BNP Paribas is the lead bank on the facility that will be used to help fund the buyout of the company by Riverstone Holdings LLC from the Sterling Group LP.

Other buyout financing will come from $125 million of mezzanine debt.

Hudson is a Sugar Land, Texas, designer and manufacturer of air-cooled heat exchanger equipment to serve the oil, gas and petrochemical processing industries.

Manitowoc gets good reception

Manitowoc's credit facility $2.925 billion credit facility (Ba2/BB+), which was launched to retail investors last Thursday, has been getting "very positive reception" from lenders, according to a market source.

"Both the pro rata tranches and the term loan B are going very well," the source added.

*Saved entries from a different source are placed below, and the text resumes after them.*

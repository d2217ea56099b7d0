//! Curve boundary traits.

use rf_core::{DiscountFactor, Probability};
use rf_time::Date;

/// A discount-factor source: a pure mapping from date to a multiplicative
/// factor, typically in (0, 1] and non-increasing in date.
pub trait DiscountFactors {
    /// The discount factor at `date`.
    fn discount(&self, date: Date) -> DiscountFactor;
}

/// A survival-probability source: a pure mapping from date to the
/// probability that no credit event has occurred by that date,
/// non-increasing in date for a well-formed curve.
pub trait SurvivalProbabilities {
    /// The survival probability at `date`.
    fn survival(&self, date: Date) -> Probability;
}

// Closures double as curves, so tests and callers can pass lambdas.

impl<F> DiscountFactors for F
where
    F: Fn(Date) -> DiscountFactor,
{
    fn discount(&self, date: Date) -> DiscountFactor {
        self(date)
    }
}

impl<F> SurvivalProbabilities for F
where
    F: Fn(Date) -> Probability,
{
    fn survival(&self, date: Date) -> Probability {
        self(date)
    }
}
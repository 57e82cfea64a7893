use std::ffi::CString;
use std::io;
use std::os::raw::c_char;

use libc::{self, c_int, c_long, c_ulong};

use crate::{Error, ErrorKind, Result};

/// Upper bound on the payload size of any key this tool will accept from
/// the kernel keyring.
pub const PAYLOAD_MAX: usize = 256;

const KEYCTL_SEARCH: c_int = 10;
const KEYCTL_READ: c_int = 11;

const KEY_SPEC_USER_KEYRING: c_int = -4;

/// Lookup of symmetric key material by description. The kernel keyring is
/// the production source; tests substitute a map-backed implementation.
pub trait KeyLookup {
    fn get_key(&self, description: &str) -> Result<Vec<u8>>;
}

/// Key lookup backed by the kernel keyring service. Searches the calling
/// user's keyring first and falls back to `request_key(2)`.
pub struct KernelKeyring;

impl KeyLookup for KernelKeyring {
    fn get_key(&self, description: &str) -> Result<Vec<u8>> {
        let key = KernelKey::user_keyring().search(description)
            .or_else(|_| KernelKey::request_key("user", description))
            .map_err(|e| Error::detail(ErrorKind::KeyringLookup,
                format!("key '{}' not found: {}", description, e)))?;
        let payload = key.read()
            .map_err(|e| Error::detail(ErrorKind::KeyringLookup,
                format!("reading key '{}': {}", description, e)))?;
        if payload.len() > PAYLOAD_MAX {
            fail!(ErrorKind::KeyringLookup,
                  "key '{}' payload is {} bytes, limit is {}",
                  description, payload.len(), PAYLOAD_MAX);
        }
        Ok(payload)
    }
}

/// Handle to a single key in the kernel keyring.
struct KernelKey(i32);

impl KernelKey {
    fn user_keyring() -> Self {
        KernelKey(KEY_SPEC_USER_KEYRING)
    }

    fn request_key(key_type: &str, description: &str) -> io::Result<Self> {
        let key_type = CString::new(key_type).unwrap();
        let description = CString::new(description).unwrap();
        let serial = unsafe {
            libc::syscall(libc::SYS_request_key, key_type.as_ptr(), description.as_ptr(), 0 as *const c_char, 0)
        };
        if serial == -1 {
            return Err(io::Error::last_os_error());
        }
        Ok(KernelKey(serial as i32))
    }

    fn search(&self, description: &str) -> io::Result<Self> {
        let key_type = CString::new("user").unwrap();
        let description = CString::new(description).unwrap();
        let serial = keyctl(KEYCTL_SEARCH, self.id(),
                            key_type.as_ptr() as u64,
                            description.as_ptr() as u64, 0)?;
        Ok(KernelKey(serial as i32))
    }

    fn read(&self) -> io::Result<Vec<u8>> {
        // First call with a null buffer reports the payload size.
        let size = keyctl(KEYCTL_READ, self.id(), 0, 0, 0)?;
        if size < 0 {
            return Err(io::Error::new(io::ErrorKind::InvalidData, "keyctl reported negative size"));
        }
        let mut buffer = vec![0u8; size as usize];
        let n = keyctl(KEYCTL_READ, self.id(),
                       buffer.as_mut_ptr() as u64,
                       buffer.len() as u64, 0)?;
        if n < 0 || (n as usize) > buffer.len() {
            return Err(io::Error::new(io::ErrorKind::InvalidData, "keyctl returned bad payload size"));
        }
        buffer.truncate(n as usize);
        Ok(buffer)
    }

    fn id(&self) -> c_ulong {
        self.0 as c_ulong
    }
}

fn keyctl(command: c_int, arg2: c_ulong, arg3: c_ulong, arg4: c_ulong, arg5: c_ulong) -> io::Result<c_long> {
    unsafe {
        let r = libc::syscall(libc::SYS_keyctl, command, arg2, arg3, arg4, arg5);
        if r == -1 {
            Err(io::Error::last_os_error())
        } else {
            Ok(r)
        }
    }
}
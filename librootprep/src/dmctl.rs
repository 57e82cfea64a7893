use std::path::{Path, PathBuf};
use std::process::{Command, Stdio};

use failure::ResultExt;

use crate::{ErrorKind, Result};

/// Interface to the live device-mapper. Production code drives `dmsetup`;
/// tests substitute a recording mock.
pub trait DeviceMapper {
    /// Create a dm device from a complete table line. Either the device
    /// exists and is live afterwards, or the call failed and left nothing
    /// behind.
    fn dm_create(&self, name: &str, uuid: &str, table: &str, readonly: bool) -> Result<PathBuf>;

    /// Remove a dm device created earlier.
    fn dm_remove(&self, name: &str) -> Result<()>;
}

/// Device-mapper control via the `dmsetup` utility.
pub struct DmSetup;

impl DmSetup {
    const DMSETUP: &'static str = "/usr/sbin/dmsetup";

    fn run(args: &[&str]) -> Result<()> {
        verbose!("{} {}", Self::DMSETUP, args.join(" "));
        let status = Command::new(Self::DMSETUP)
            .args(args)
            .stderr(Stdio::inherit())
            .status()
            .context(ErrorKind::Io)?;
        if !status.success() {
            fail!(ErrorKind::Io, "{} {} failed with status {}",
                  Self::DMSETUP, args.join(" "), status);
        }
        Ok(())
    }
}

impl DeviceMapper for DmSetup {
    fn dm_create(&self, name: &str, uuid: &str, table: &str, readonly: bool) -> Result<PathBuf> {
        let mut args = vec!["create", name, "--uuid", uuid];
        if readonly {
            args.push("--readonly");
        }
        args.push("--table");
        args.push(table);
        DmSetup::run(&args)?;

        let node = Path::new("/dev/mapper").join(name);
        if !node.exists() {
            // dmsetup reported success but the node never appeared; make
            // sure nothing half-created is left behind.
            if let Err(e) = self.dm_remove(name) {
                warn!("Removing incomplete device {}: {}", name, crate::format_error(&e));
            }
            fail!(ErrorKind::Io, "device node {} was not created", node.display());
        }
        Ok(node)
    }

    fn dm_remove(&self, name: &str) -> Result<()> {
        DmSetup::run(&["remove", name])
    }
}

The deal is comprised of a $400 million five-year revolver, a $900 million five-year term loan A and a $300 million 18-month term loan X, with all of these tranches talked at Libor plus 325 bps, and a $1.325 billion six-year term loan B talked at Libor plus 350 bps.

The term loan B has a 3% Libor floor and is being offered to investors at an original issue discount of 98.

Upfront fees on the revolver, term loan A and term loan X are based on commitment level.

JPMorgan, Deutsche Bank, Morgan Stanley and BNP Paribas are the joint lead arrangers and joint bookrunners on the deal, with JPMorgan the administrative agent, Deutsche and Morgan Stanley the syndication agents, and BNP the documentation agent.

Proceeds will be used to help fund the acquisition of Enodis plc for 328 pence per Enodis share, resulting in a transaction valued at about $2.7 billion, including the assumption of Enodis' net debt, which was about $249 million/£125 million as of March 29.

In April, Manitowoc agreed to buy Enodis for 258 pence per share, but then in early May, Illinois Tool Works Inc. offered to buy the company for 280 pence in cash per share, plus a 2 pence per share dividend. Following the first Illinois Tool Works offer, Manitowoc increased its bid to 294 pence per share, plus a 2 pence per share dividend, and then the offer was increased again during an auction process.

As a result of Manitowoc increasing its purchase price for Enodis, the term loan B was upsized twice before the deal even came to market, first moving to $1.075 billion from $800 million, and then to $1.325 billion from $1.075 billion.

The transaction is expected to close in the fourth quarter and it will be structured as a court-sanctioned scheme of arrangement under the laws of the United Kingdom.

Manitowoc is a Manitowoc, Wis.-based provider of lifting equipment for the construction industry, manufacturer of cold-side equipment for the foodservice industry, and provider of shipbuilding, ship repair and conversion services. Enodis is a Tampa, Fla.-based food and beverage equipment manufacturer.